I don't think it's the PSU. The TP480 (not the TPII, that was a far worse supply) was one of the better CWT PSUs. It ran hot because Antec had tuned the supply for silence, so there were issues with heavily overclocked setups causing primary capacitor failure, but running at reasonable (<50%) loads would not cause any issues.
The TP480 is a 5 year old model. It was one of my first decent pieces of hardware, bought from Prime in 2003 when I moved to Mumbai. AFAIK that is still doing duty in someone's rig, and it handled everything I threw at it till I needed a SLI setup and later, the 4870X2. It did have two native SATA connectors.

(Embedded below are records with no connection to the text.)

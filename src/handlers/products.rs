//! Products (`/api/productos`): create, list, delete.

use crate::error::AppError;
use crate::extractors::ApiJson;
use crate::model::{CreateProduct, CreatedProduct, Product};
use crate::response::{success_data, success_message, ErrorBody, SuccessMessage};
use crate::service::products::NewProduct;
use crate::service::validation::{parse_id, required_field, required_value};
use crate::service::{DeleteOutcome, ProductService};
use crate::state::AppState;
use axum::extract::{Path, State};
use axum::response::IntoResponse;

pub const PRODUCTS_TAG: &str = "Productos";

const MISSING_PRODUCT_FIELDS: &str =
    "Los campos obligatorios son: name, precio_compra, precio_venta e iva.";

impl CreateProduct {
    fn into_new_product(self) -> Result<NewProduct, AppError> {
        let missing = || AppError::Validation(MISSING_PRODUCT_FIELDS.into());
        Ok(NewProduct {
            name: required_field(&self.name).ok_or_else(missing)?.clone(),
            precio_compra: required_value(&self.precio_compra).ok_or_else(missing)?.clone(),
            precio_venta: required_value(&self.precio_venta).ok_or_else(missing)?.clone(),
            iva: required_value(&self.iva).ok_or_else(missing)?.clone(),
            categoria: self.categoria,
            imagen_url: self.imagen_url,
        })
    }
}

/// Crear un nuevo producto
#[utoipa::path(
    post,
    path = "/api/productos",
    tag = PRODUCTS_TAG,
    request_body = CreateProduct,
    responses(
        (status = 200, description = "Producto creado exitosamente", body = CreatedProduct),
        (status = 400, description = "Datos inválidos", body = ErrorBody),
        (status = 500, description = "Error del servidor", body = ErrorBody)
    )
)]
pub async fn create_product(
    State(state): State<AppState>,
    ApiJson(body): ApiJson<CreateProduct>,
) -> Result<impl IntoResponse, AppError> {
    let new_product = body.into_new_product()?;
    let product = ProductService::create(&state.db, new_product)
        .await
        .map_err(AppError::storage("Error al crear producto."))?;
    tracing::info!(id = product.id, "product created");
    Ok(success_data(product))
}

/// Obtener todos los productos
#[utoipa::path(
    get,
    path = "/api/productos",
    tag = PRODUCTS_TAG,
    responses(
        (status = 200, description = "Lista de productos obtenida exitosamente", body = [Product]),
        (status = 500, description = "Error del servidor", body = ErrorBody)
    )
)]
pub async fn list_products(State(state): State<AppState>) -> Result<impl IntoResponse, AppError> {
    let products = ProductService::list(&state.db)
        .await
        .map_err(AppError::storage("Error al obtener productos."))?;
    Ok(success_data(products))
}

/// Eliminar un producto
#[utoipa::path(
    delete,
    path = "/api/productos/{id}",
    tag = PRODUCTS_TAG,
    params(("id" = i64, Path, description = "ID del producto a eliminar")),
    responses(
        (status = 200, description = "Producto eliminado exitosamente", body = SuccessMessage),
        (status = 400, description = "ID inválido", body = ErrorBody),
        (status = 404, description = "Producto no encontrado", body = ErrorBody),
        (status = 500, description = "Error del servidor", body = ErrorBody)
    )
)]
pub async fn delete_product(
    State(state): State<AppState>,
    Path(raw_id): Path<String>,
) -> Result<impl IntoResponse, AppError> {
    let outcome = match parse_id(&raw_id)? {
        Some(id) => ProductService::delete(&state.db, id)
            .await
            .map_err(AppError::storage("Error al eliminar el producto."))?,
        None => DeleteOutcome::NotFound,
    };
    match outcome {
        DeleteOutcome::Deleted(product) => {
            tracing::info!(id = product.id, "product deleted");
            Ok(success_message(format!(
                "Producto \"{}\" eliminado exitosamente.",
                product.name
            )))
        }
        DeleteOutcome::NotFound => Err(AppError::NotFound("El producto no existe.".into())),
        DeleteOutcome::InUse(_) | DeleteOutcome::NothingDeleted => {
            Err(AppError::NotFound("No se pudo eliminar el producto.".into()))
        }
    }
}
//! Presence checks for request bodies and path ids.

use crate::error::AppError;
use serde_json::Value;

pub const INVALID_ID: &str = "ID inválido. Debe ser un número.";

/// A required field is present when it is truthy: not null, `false`, `0` or `""`.
/// Its JSON type is not checked; the database converts it to the column type.
pub fn required_field(value: &Option<Value>) -> Option<&Value> {
    value.as_ref().filter(|v| match v {
        Value::Null => false,
        Value::Bool(b) => *b,
        Value::Number(n) => n.as_f64().is_some_and(|f| f != 0.0),
        Value::String(s) => !s.is_empty(),
        Value::Array(_) | Value::Object(_) => true,
    })
}

/// A JSON field is present when it is set and not null. `0` and `""` count as present.
pub fn required_value(value: &Option<Value>) -> Option<&Value> {
    value.as_ref().filter(|v| !v.is_null())
}

/// Parse a path id. Text that is not a number is rejected; a number that cannot be an `INT`
/// key (fractional or out of range) yields `None` and is reported as not found.
pub fn parse_id(raw: &str) -> Result<Option<i64>, AppError> {
    let n: f64 = raw
        .trim()
        .parse()
        .map_err(|_| AppError::Validation(INVALID_ID.into()))?;
    if n.is_nan() {
        return Err(AppError::Validation(INVALID_ID.into()));
    }
    if n.fract() != 0.0 || n < f64::from(i32::MIN) || n > f64::from(i32::MAX) {
        return Ok(None);
    }
    Ok(Some(n as i64))
}

#[cfg(test)]
mod tests {
    use super::*;
    use serde_json::json;

    #[test]
    fn falsy_values_are_missing() {
        assert_eq!(required_field(&Some(json!("Admin"))), Some(&json!("Admin")));
        assert_eq!(required_field(&Some(json!(123))), Some(&json!(123)));
        assert_eq!(required_field(&Some(json!(""))), None);
        assert_eq!(required_field(&Some(json!(0))), None);
        assert_eq!(required_field(&Some(json!(false))), None);
        assert_eq!(required_field(&Some(Value::Null)), None);
        assert_eq!(required_field(&None), None);
    }

    #[test]
    fn zero_price_is_present() {
        assert!(required_value(&Some(json!(0))).is_some());
        assert!(required_value(&Some(json!(""))).is_some());
        assert!(required_value(&Some(Value::Null)).is_none());
        assert!(required_value(&None).is_none());
    }

    #[test]
    fn non_numeric_ids_are_invalid() {
        assert!(matches!(parse_id("abc"), Err(AppError::Validation(m)) if m == INVALID_ID));
        assert!(parse_id("").is_err());
        assert!(parse_id("1x").is_err());
        assert!(parse_id("NaN").is_err());
    }

    #[test]
    fn numeric_ids_that_cannot_exist_are_none() {
        assert_eq!(parse_id("42").unwrap(), Some(42));
        assert_eq!(parse_id(" 7 ").unwrap(), Some(7));
        assert_eq!(parse_id("1e3").unwrap(), Some(1000));
        assert_eq!(parse_id("1.5").unwrap(), None);
        assert_eq!(parse_id("99999999999999999999").unwrap(), None);
        assert_eq!(parse_id("inf").unwrap(), None);
    }
}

On the same cable is no issue, I run three hard disks off a single connector and there's not been any issues.
However, I would heed Bikey's advice and check the voltages. If the 12V line is below about 11.7, you have an issue. Anything above that and you're fine (allowed tolerance is till 11.4, but the TP480 maintains a 3% regulation). A quick look at the BIOS will tell you whatever you need to know. VX450 is a good supply, albeit a little pricey now, but is a terrific alternative for almost any PC save the really hungry ones. Be aware that a few have sporadic issues themselves out of the box, though rare it is not unheard of either.
On the disk failures, it does seem worrisome that a new drive would show up bad sectors, but entirely possible. Just request a replacement. As a practice, I always format a new drive in DOS mode in slow format mode. The bad 'uns usually show up here, so I can start using the drive reassured that it is fine. And this is not a issue of chance, it happens all the time, and not only to Seagate drives. A brand new WD640AAKS drive did the same thing to me, just would not spin up or initialise, new out of the box. WDs fantastic RMA scheme saw to it that I was up and running, with a 750AAKS no less, in 5 days' time. And this was a twin purchase too, bought two disks together. So don't worry, the quality of quality control has gone to the dogs, that's the real answer. And not just for Seagate or WD or computers, life in general has much less QC overall

Where possible, RMA and don't worry about it, and always keep a backup.